Lever -- who has caught hundreds of crocs and runs a crocodile farm in Queensland -- was touted as a real life Crocodile Dundee and recruited after Hong Kong officials failed in their bid to catch the animal.

"I'm frustrated ... I think the croc has moved somewhere else and until it moves back into this area and is seen again there is not much I can do," a weary Lever said after the croc failed to show for the fourth night in a row.

The rugged white-haired 61-year-old found himself in a massive media spotlight with man and croc given celebrity status and their showdown dominating local news media.

The croc is believed to be an escaped pet or a reptile that made a break for freedom from a crocodile farm in mainland China.

Thousands gathered each night and day to line the slimy banks of the Yuen Long creek in the rural New Territories near the border with the mainland to watch the hunt.

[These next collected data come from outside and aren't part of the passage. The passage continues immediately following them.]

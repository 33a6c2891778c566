//! 엔진 제어 API 핸들러.
//!
//! 로컬 프레임 소스를 쓰는 오케스트레이터를 웹에서 구동한다.
//! 수동 트리거, 자동 반복 시작/중지, 상태 조회.

use axum::{extract::State, Json};
use serde::Deserialize;
use serde_json::{json, Value};
use tracing::info;

use camwatch_core::error::CoreError;
use camwatch_core::models::analysis::{AnalysisResult, Trigger};

use crate::{error::ApiError, AppState};

/// 자동 반복 시작 요청 본문
#[derive(Debug, Default, Deserialize)]
#[serde(rename_all = "camelCase")]
pub struct StartBody {
    /// 반복 간격 (초) — 생략 시 설정 기본값, 하한으로 클램프
    pub interval_secs: Option<u64>,
}

/// POST /api/engine/analyze - 수동 사이클 실행
pub async fn analyze_now(
    State(state): State<AppState>,
) -> Result<Json<AnalysisResult>, ApiError> {
    match state.orchestrator.run_cycle(Trigger::Manual).await? {
        Some(result) => Ok(Json(result)),
        // 수동 트리거는 바쁨 시 Err로 돌아오므로 여기 닿지 않는다
        None => Err(CoreError::AlreadyInProgress.into()),
    }
}

/// POST /api/engine/start - 자동 반복 시작
pub async fn start_engine(
    State(state): State<AppState>,
    body: Option<Json<StartBody>>,
) -> Result<Json<Value>, ApiError> {
    let requested = body
        .map(|Json(b)| b.interval_secs)
        .unwrap_or_default()
        .unwrap_or(state.default_interval_secs);

    let interval = state.orchestrator.start_auto(requested);
    info!(requested, interval, "자동 반복 시작 요청");

    Ok(Json(json!({ "running": true, "intervalSecs": interval })))
}

/// POST /api/engine/stop - 자동 반복 중지
pub async fn stop_engine(State(state): State<AppState>) -> Result<Json<Value>, ApiError> {
    let was_running = state.orchestrator.stop_auto();
    info!(was_running, "자동 반복 중지 요청");
    Ok(Json(json!({ "running": false, "wasRunning": was_running })))
}

/// GET /api/engine/status - 엔진 상태 조회
pub async fn engine_status(State(state): State<AppState>) -> Result<Json<Value>, ApiError> {
    let status = state.orchestrator.status();
    Ok(Json(json!({
        "running": status.running,
        "busy": status.busy,
        "intervalSecs": status.interval_secs,
        "historyLen": state.orchestrator.history().len(),
    })))
}
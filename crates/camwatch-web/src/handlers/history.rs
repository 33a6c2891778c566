//! 히스토리 API 핸들러.

use axum::{
    extract::State,
    http::header,
    response::{IntoResponse, Response},
    Json,
};
use chrono::Utc;
use serde_json::{json, Value};
use tracing::info;

use camwatch_core::models::analysis::AnalysisResult;

use crate::{error::ApiError, AppState};

/// GET /api/history - 분석 기록 조회 (최신순)
pub async fn list_history(
    State(state): State<AppState>,
) -> Result<Json<Vec<AnalysisResult>>, ApiError> {
    Ok(Json(state.orchestrator.history().snapshot()))
}

/// DELETE /api/history - 전체 기록 삭제
pub async fn clear_history(State(state): State<AppState>) -> Result<Json<Value>, ApiError> {
    let history = state.orchestrator.history();
    let cleared = history.len();
    history.clear();
    info!(cleared, "히스토리 삭제");
    Ok(Json(json!({ "cleared": cleared })))
}

/// GET /api/history/export - CSV 다운로드
pub async fn export_history(State(state): State<AppState>) -> Result<Response, ApiError> {
    let csv = state.orchestrator.history().to_csv();
    let filename = format!("camwatch-history-{}.csv", Utc::now().format("%Y%m%d-%H%M%S"));

    Ok((
        [
            (header::CONTENT_TYPE, "text/csv; charset=utf-8".to_string()),
            (
                header::CONTENT_DISPOSITION,
                format!("attachment; filename=\"{filename}\""),
            ),
        ],
        csv,
    )
        .into_response())
}
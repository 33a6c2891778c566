//! 외부 비전 완성 클라이언트.
//!
//! OpenAI 호환 `POST /v1/chat/completions`에 (프레임, 프롬프트)를 보내고
//! `choices[0].message.content`를 추출한다.
//!
//! **재시도 없음** — 호출마다 과금될 수 있으므로 재시도 정책은 호출자 몫이다.

use async_trait::async_trait;
use serde_json::json;
use tracing::{debug, warn};

use camwatch_core::config::{ImageDetail, UpstreamConfig};
use camwatch_core::error::CoreError;
use camwatch_core::models::image::ImagePayload;
use camwatch_core::ports::completion::CompletionProvider;

// ============================================================
// OpenAiVisionClient — 업스트림 비전 완성 클라이언트
// ============================================================

/// OpenAI 호환 비전 완성 클라이언트 — `CompletionProvider` 포트 구현
///
/// 와이어 계약:
/// - 요청: `{ model, messages: [{role:"user", content:[{type:"text"},{type:"image_url"}]}], max_tokens }`
/// - 응답: `choices[0].message.content`
///
/// **보안**: API 키는 설정 또는 `OPENAI_API_KEY` 환경변수에서 로드, 메모리에만 유지.
#[derive(Debug)]
pub struct OpenAiVisionClient {
    /// HTTP 클라이언트
    http_client: reqwest::Client,
    /// chat-completions 엔드포인트 URL
    endpoint: String,
    /// API 키 (메모리에만 유지)
    api_key: String,
    /// 모델 이름
    model: String,
    /// 응답 최대 토큰 수
    max_tokens: u32,
    /// 이미지 detail 수준
    detail: ImageDetail,
}

impl OpenAiVisionClient {
    /// 새 OpenAiVisionClient 생성.
    ///
    /// API 키가 설정에도 환경변수에도 없으면 `Config` 에러.
    pub fn new(config: &UpstreamConfig) -> Result<Self, CoreError> {
        let api_key = config.resolved_api_key().ok_or_else(|| {
            CoreError::Config("API key not configured in environment.".to_string())
        })?;

        let http_client = reqwest::Client::builder()
            .timeout(std::time::Duration::from_secs(config.timeout_secs))
            .build()
            .map_err(|e| CoreError::Network(format!("HTTP 클라이언트 생성 실패: {e}")))?;

        debug!(
            endpoint = %config.endpoint,
            model = %config.model,
            timeout = config.timeout_secs,
            "OpenAiVisionClient 초기화"
        );

        Ok(Self {
            http_client,
            endpoint: config.endpoint.clone(),
            api_key,
            model: config.model.clone(),
            max_tokens: config.max_tokens,
            detail: config.detail,
        })
    }

    /// 요청 본문 구성
    fn build_request_body(&self, image: &ImagePayload, prompt: &str) -> serde_json::Value {
        json!({
            "model": self.model,
            "messages": [{
                "role": "user",
                "content": [
                    { "type": "text", "text": prompt },
                    {
                        "type": "image_url",
                        "image_url": {
                            "url": image.to_data_uri(),
                            "detail": self.detail.as_str(),
                        },
                    },
                ],
            }],
            "max_tokens": self.max_tokens,
        })
    }

    /// 응답에서 결과 텍스트 추출 (`choices[0].message.content`)
    fn extract_content(body: &str) -> Result<String, CoreError> {
        let response: serde_json::Value = serde_json::from_str(body)
            .map_err(|e| CoreError::MalformedResponse(format!("응답 JSON 파싱 실패: {e}")))?;

        response
            .get("choices")
            .and_then(|c| c.get(0))
            .and_then(|c| c.get("message"))
            .and_then(|m| m.get("content"))
            .and_then(|t| t.as_str())
            .map(|t| t.to_string())
            .ok_or_else(|| {
                CoreError::MalformedResponse(
                    "choices[0].message.content 필드 없음".to_string(),
                )
            })
    }
}

#[async_trait]
impl CompletionProvider for OpenAiVisionClient {
    async fn complete(&self, image: &ImagePayload, prompt: &str) -> Result<String, CoreError> {
        let body = self.build_request_body(image, prompt);

        let response = self
            .http_client
            .post(&self.endpoint)
            .bearer_auth(&self.api_key)
            .json(&body)
            .send()
            .await
            .map_err(|e| {
                if e.is_timeout() {
                    CoreError::Timeout
                } else {
                    CoreError::Network(format!("업스트림 요청 실패: {e}"))
                }
            })?;

        let status = response.status();
        let text = response.text().await.map_err(|e| {
            if e.is_timeout() {
                CoreError::Timeout
            } else {
                CoreError::Network(format!("응답 본문 수신 실패: {e}"))
            }
        })?;

        if !status.is_success() {
            warn!(status = status.as_u16(), "업스트림 비정상 응답");
            return Err(CoreError::Endpoint {
                status: status.as_u16(),
                message: text,
            });
        }

        let content = Self::extract_content(&text)?;
        debug!(chars = content.len(), "업스트림 응답 수신");

        Ok(content)
    }

    fn provider_name(&self) -> &str {
        "openai-vision"
    }
}

#[cfg(test)]
mod tests {
    use super::*;
    use assert_matches::assert_matches;
    use camwatch_core::models::image::ImageKind;

    fn test_config(endpoint: &str) -> UpstreamConfig {
        UpstreamConfig {
            endpoint: endpoint.to_string(),
            api_key: "sk-test".to_string(),
            ..UpstreamConfig::default()
        }
    }

    fn frame() -> ImagePayload {
        ImagePayload::new(ImageKind::Jpeg, vec![0xFF, 0xD8, 0xFF, 0xE0])
    }

    #[test]
    fn missing_api_key_is_config_error() {
        // 환경변수 간섭을 피하기 위해 명시적으로 비운 키 + 환경변수 제거
        std::env::remove_var("OPENAI_API_KEY");
        let config = UpstreamConfig {
            api_key: String::new(),
            ..UpstreamConfig::default()
        };
        let err = OpenAiVisionClient::new(&config).unwrap_err();
        assert_matches!(err, CoreError::Config(msg) if msg.contains("API key not configured"));
    }

    #[test]
    fn request_body_wire_shape() {
        let client = OpenAiVisionClient::new(&test_config("http://localhost:1")).unwrap();
        let body = client.build_request_body(&frame(), "What is this?");

        assert_eq!(body["model"], "gpt-4o");
        assert_eq!(body["max_tokens"], 500);
        assert_eq!(body["messages"][0]["role"], "user");
        assert_eq!(body["messages"][0]["content"][0]["type"], "text");
        assert_eq!(body["messages"][0]["content"][0]["text"], "What is this?");
        assert_eq!(body["messages"][0]["content"][1]["type"], "image_url");
        assert_eq!(body["messages"][0]["content"][1]["image_url"]["detail"], "low");
        let url = body["messages"][0]["content"][1]["image_url"]["url"]
            .as_str()
            .unwrap();
        assert!(url.starts_with("data:image/jpeg;base64,"));
    }

    #[tokio::test]
    async fn complete_success() {
        let mut server = mockito::Server::new_async().await;
        let mock = server
            .mock("POST", "/v1/chat/completions")
            .match_header("authorization", "Bearer sk-test")
            .with_status(200)
            .with_header("content-type", "application/json")
            .with_body(r#"{"choices":[{"message":{"role":"assistant","content":"A cat"}}]}"#)
            .create_async()
            .await;

        let endpoint = format!("{}/v1/chat/completions", server.url());
        let client = OpenAiVisionClient::new(&test_config(&endpoint)).unwrap();

        let text = client.complete(&frame(), "describe").await.unwrap();
        assert_eq!(text, "A cat");
        mock.assert_async().await;
    }

    #[tokio::test]
    async fn upstream_error_propagates_status() {
        let mut server = mockito::Server::new_async().await;
        let _mock = server
            .mock("POST", "/v1/chat/completions")
            .with_status(500)
            .with_body(r#"{"error":{"message":"boom"}}"#)
            .create_async()
            .await;

        let endpoint = format!("{}/v1/chat/completions", server.url());
        let client = OpenAiVisionClient::new(&test_config(&endpoint)).unwrap();

        let err = client.complete(&frame(), "describe").await.unwrap_err();
        assert_matches!(err, CoreError::Endpoint { status: 500, message } if message.contains("boom"));
    }

    #[tokio::test]
    async fn rate_limit_status_propagates() {
        let mut server = mockito::Server::new_async().await;
        let _mock = server
            .mock("POST", "/v1/chat/completions")
            .with_status(429)
            .with_body(r#"{"error":{"message":"slow down"}}"#)
            .create_async()
            .await;

        let endpoint = format!("{}/v1/chat/completions", server.url());
        let client = OpenAiVisionClient::new(&test_config(&endpoint)).unwrap();

        let err = client.complete(&frame(), "describe").await.unwrap_err();
        assert_matches!(err, CoreError::Endpoint { status: 429, .. });
    }

    #[tokio::test]
    async fn missing_content_is_malformed() {
        let mut server = mockito::Server::new_async().await;
        let _mock = server
            .mock("POST", "/v1/chat/completions")
            .with_status(200)
            .with_body(r#"{"choices":[]}"#)
            .create_async()
            .await;

        let endpoint = format!("{}/v1/chat/completions", server.url());
        let client = OpenAiVisionClient::new(&test_config(&endpoint)).unwrap();

        let err = client.complete(&frame(), "describe").await.unwrap_err();
        assert_matches!(err, CoreError::MalformedResponse(_));
    }

    #[tokio::test]
    async fn non_json_body_is_malformed() {
        let mut server = mockito::Server::new_async().await;
        let _mock = server
            .mock("POST", "/v1/chat/completions")
            .with_status(200)
            .with_body("<html>oops</html>")
            .create_async()
            .await;

        let endpoint = format!("{}/v1/chat/completions", server.url());
        let client = OpenAiVisionClient::new(&test_config(&endpoint)).unwrap();

        let err = client.complete(&frame(), "describe").await.unwrap_err();
        assert_matches!(err, CoreError::MalformedResponse(_));
    }
}
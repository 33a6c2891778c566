//! 결과 싱크 포트.
//!
//! 구현: `camwatch-engine`의 `AnalysisHistory` (기본),
//! 외부 UI/내보내기 레이어가 추가 구현 가능.

use crate::models::analysis::AnalysisResult;

/// 결과 싱크 — 완료된 사이클의 기록을 소비한다.
///
/// 오케스트레이터는 busy 가드를 통과한 모든 사이클마다
/// (실패 포함) 정확히 한 번 `publish`를 호출한다.
pub trait ResultSink: Send + Sync {
    /// 완료된 기록 하나 소비
    fn publish(&self, result: &AnalysisResult);
}
//! # camwatch-app
//!
//! CAMWATCH 바이너리 진입점.
//! DI 컨테이너 역할 — 어댑터 생성, 오케스트레이터 와이어링, 웹 서버 구동.

use std::path::PathBuf;
use std::sync::Arc;

use anyhow::{Context, Result};
use clap::Parser;
use tokio::sync::watch;
use tracing::{info, warn};
use tracing_subscriber::EnvFilter;

use camwatch_core::config_manager::ConfigManager;
use camwatch_core::models::analysis::Trigger;
use camwatch_core::ports::completion::CompletionProvider;
use camwatch_core::ports::frame_source::FrameSource;
use camwatch_engine::{AnalysisHistory, ChainOrchestrator};
use camwatch_network::OpenAiVisionClient;
use camwatch_vision::{ScreenFrameSource, StillFrameSource};
use camwatch_web::WebServer;

/// CAMWATCH — 주기적 프레임 캡처 + 2단계 비전 분석
#[derive(Parser, Debug)]
#[command(name = "camwatch")]
#[command(author, version, about, long_about = None)]
struct Args {
    /// 설정 파일 경로 (기본: 플랫폼 설정 디렉토리)
    #[arg(long, short = 'c')]
    config: Option<PathBuf>,

    /// 웹 서버 포트 오버라이드
    #[arg(long, short = 'p')]
    port: Option<u16>,

    /// 자동 반복 간격 오버라이드 (초, 하한으로 클램프)
    #[arg(long, short = 'i')]
    interval: Option<u64>,

    /// 화면 캡처 대신 사용할 정지 이미지 (jpg/png)
    #[arg(long)]
    image: Option<PathBuf>,

    /// 사이클 하나만 실행하고 결과를 JSON으로 출력 후 종료
    #[arg(long)]
    once: bool,

    /// 시작과 동시에 자동 반복 가동
    #[arg(long, short = 'a')]
    auto: bool,

    /// 로그 레벨 (trace, debug, info, warn, error)
    #[arg(long, short = 'l', default_value = "info")]
    log_level: String,
}

fn init_tracing(log_level: &str) {
    let log_filter = format!(
        "camwatch={lvl},camwatch_app={lvl},camwatch_core={lvl},camwatch_vision={lvl},camwatch_network={lvl},camwatch_engine={lvl},camwatch_web={lvl}",
        lvl = log_level
    );
    tracing_subscriber::fmt()
        .with_env_filter(
            EnvFilter::try_from_default_env().unwrap_or_else(|_| EnvFilter::new(&log_filter)),
        )
        .init();
}

/// 프레임 소스 선택 — `--image`가 있으면 정지 이미지, 없으면 화면 캡처
fn build_frame_source(
    image: Option<&PathBuf>,
    capture_max_width: u32,
) -> Result<Arc<dyn FrameSource>> {
    match image {
        Some(path) => {
            let source = StillFrameSource::from_path(path)
                .with_context(|| format!("정지 이미지 로드 실패: {}", path.display()))?;
            info!("프레임 소스: 정지 이미지 {}", path.display());
            Ok(Arc::new(source))
        }
        None => {
            let source = ScreenFrameSource::new(capture_max_width);
            if !source.is_ready() {
                warn!("캡처 가능한 모니터가 감지되지 않음 — 사이클 실행 시 에러가 됩니다");
            }
            info!("프레임 소스: 주 모니터 캡처 (최대 너비 {}px)", capture_max_width);
            Ok(Arc::new(source))
        }
    }
}

#[tokio::main]
async fn main() -> Result<()> {
    let args = Args::parse();
    init_tracing(&args.log_level);

    info!("CAMWATCH 시작");

    // 설정 로드
    let config_manager = match &args.config {
        Some(path) => ConfigManager::with_path(path.clone()),
        None => ConfigManager::new(),
    }
    .context("설정 로드 실패")?;
    let mut config = config_manager.get();

    // CLI 인자로 설정 오버라이드
    if let Some(port) = args.port {
        config.web.port = port;
    }
    if let Some(interval) = args.interval {
        config.engine.default_interval_secs = interval;
    }

    // ── 어댑터 생성 (DI 와이어링) ──

    let provider: Arc<dyn CompletionProvider> = Arc::new(
        OpenAiVisionClient::new(&config.upstream).context("업스트림 클라이언트 생성 실패")?,
    );

    let frame_source = build_frame_source(args.image.as_ref(), config.engine.capture_max_width)?;

    let history = Arc::new(AnalysisHistory::new());
    let orchestrator = Arc::new(ChainOrchestrator::new(
        frame_source,
        Arc::clone(&provider),
        history,
        config.engine.primary_prompt.clone(),
        config.engine.secondary_prompt.clone(),
        config.engine.min_interval_secs,
    ));

    // 단발 모드: 사이클 하나 실행하고 결과 출력 후 종료
    if args.once {
        let result = orchestrator
            .run_cycle(Trigger::Manual)
            .await
            .context("분석 사이클 실패")?
            .context("사이클이 결과 없이 종료됨")?;
        println!("{}", serde_json::to_string_pretty(&result)?);
        return Ok(());
    }

    // 자동 반복
    if args.auto {
        let interval = orchestrator.start_auto(config.engine.default_interval_secs);
        info!("자동 반복 가동 (간격 {interval}초)");
    }

    // 웹 서버
    let server = WebServer::new(
        config.web.clone(),
        provider,
        Arc::clone(&orchestrator),
        config.engine.default_interval_secs,
    );
    info!("웹 프록시: {}", server.url());

    let (shutdown_tx, shutdown_rx) = watch::channel(false);
    let server_handle = tokio::spawn(server.run(shutdown_rx));

    // Ctrl+C 대기 후 graceful shutdown
    tokio::signal::ctrl_c()
        .await
        .context("종료 신호 대기 실패")?;
    info!("종료 신호 수신, 정리 중...");

    orchestrator.stop_auto();
    let _ = shutdown_tx.send(true);

    server_handle
        .await
        .context("웹 서버 태스크 join 실패")?
        .context("웹 서버 종료 실패")?;

    info!("CAMWATCH 종료");
    Ok(())
}
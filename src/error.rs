/// Failure computing a Fibonacci term
#[derive(Debug, Clone, Copy, PartialEq, Eq, thiserror::Error)]
pub enum SequenceError {
    /// The sequence is only defined for non-negative indices.
    #[error("invalid argument: Fibonacci index must be non-negative, got {index}")]
    InvalidArgument { index: i64 },

    /// F(index) does not fit in a `u64`.
    #[error("overflow: F({index}) exceeds u64 (largest representable index is {max})")]
    Overflow { index: i64, max: i64 },
}

#[cfg(test)]
mod tests {
    use super::*;

    #[test]
    fn messages_name_the_index() {
        let err = SequenceError::InvalidArgument { index: -3 };
        assert_eq!(
            err.to_string(),
            "invalid argument: Fibonacci index must be non-negative, got -3"
        );

        let err = SequenceError::Overflow { index: 94, max: 93 };
        assert!(err.to_string().contains("F(94)"));
        assert!(err.to_string().contains("93"));
    }
}
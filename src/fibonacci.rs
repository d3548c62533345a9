//! Fibonacci term strategies
//!
//! Terms are `u64`. F(93) = 12200160415121876738 is the last one that fits,
//! so every index above [`MAX_INDEX`] is rejected with
//! [`SequenceError::Overflow`] instead of wrapping.

use crate::{Fibonacci, SequenceError};
use tracing::debug;

/// Largest index whose term fits in a `u64`
pub const MAX_INDEX: i64 = 93;

/// Rolling-pair accumulation: O(n) time, O(1) space
pub struct IterativeFibonacci;

impl Fibonacci for IterativeFibonacci {
    fn term(&self, n: i64) -> Result<u64, SequenceError> {
        let steps = checked_index(n)?;

        // `next` goes to None once F(k+1) stops fitting; that only happens
        // after the last step for indices up to MAX_INDEX.
        let mut current: u64 = 0;
        let mut next: Option<u64> = Some(1);
        for _ in 0..steps {
            let following = next.ok_or(SequenceError::Overflow {
                index: n,
                max: MAX_INDEX,
            })?;
            next = current.checked_add(following);
            current = following;
        }
        Ok(current)
    }

    fn name(&self) -> &'static str {
        "iterative"
    }
}

/// Direct recursive decomposition: O(φⁿ) time, O(n) stack depth
pub struct RecursiveFibonacci;

impl Fibonacci for RecursiveFibonacci {
    fn term(&self, n: i64) -> Result<u64, SequenceError> {
        let index = checked_index(n)?;
        recurse(index).ok_or(SequenceError::Overflow {
            index: n,
            max: MAX_INDEX,
        })
    }

    fn name(&self) -> &'static str {
        "recursive"
    }
}

fn recurse(n: u32) -> Option<u64> {
    if n <= 1 {
        return Some(u64::from(n));
    }
    recurse(n - 1)?.checked_add(recurse(n - 2)?)
}

/// F(n) by accumulation
pub fn fibonacci_iterative(n: i64) -> Result<u64, SequenceError> {
    IterativeFibonacci.term(n)
}

/// F(n) by recursion
pub fn fibonacci_recursive(n: i64) -> Result<u64, SequenceError> {
    RecursiveFibonacci.term(n)
}

fn checked_index(n: i64) -> Result<u32, SequenceError> {
    if n < 0 {
        debug!(index = n, "rejecting negative Fibonacci index");
        return Err(SequenceError::InvalidArgument { index: n });
    }
    if n > MAX_INDEX {
        debug!(index = n, max = MAX_INDEX, "rejecting Fibonacci index past u64 range");
        return Err(SequenceError::Overflow {
            index: n,
            max: MAX_INDEX,
        });
    }
    // Bounded by MAX_INDEX above
    Ok(n as u32)
}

It was the media glare, an excitable crowd that followed Lever's every move and the region's bright lights that forced the croc into hiding, the Australian said.

"My family have been teasing me saying my reputation is in tatters because I could not capture this little fella," Lever said.

But it is not all bad news for Lever and Hong Kong.

While Lever enjoyed all the creature comforts of a luxurious -- and expensive -- hotel, the croc caper has given Hong Kongers a much-needed respite from the economic misfortunes, SARS virus fallout and political frustrations that have afflicted the Chinese territory.

It has also unexpectedly put Hong Kong back on the international map, with some residents believing the weeks-long episode contributed more to the territory's attractiveness to visitors than the recent controversial Harbour Fest music festival.

"The global appeal of the croc and its story represents a true story and a wonderful opportunity. My advice is to urge the people of Hong Kong to seize a wonderful tourism opportunity that has a truly worldwide appeal," Lever told reporters.

"You should not let this one get away."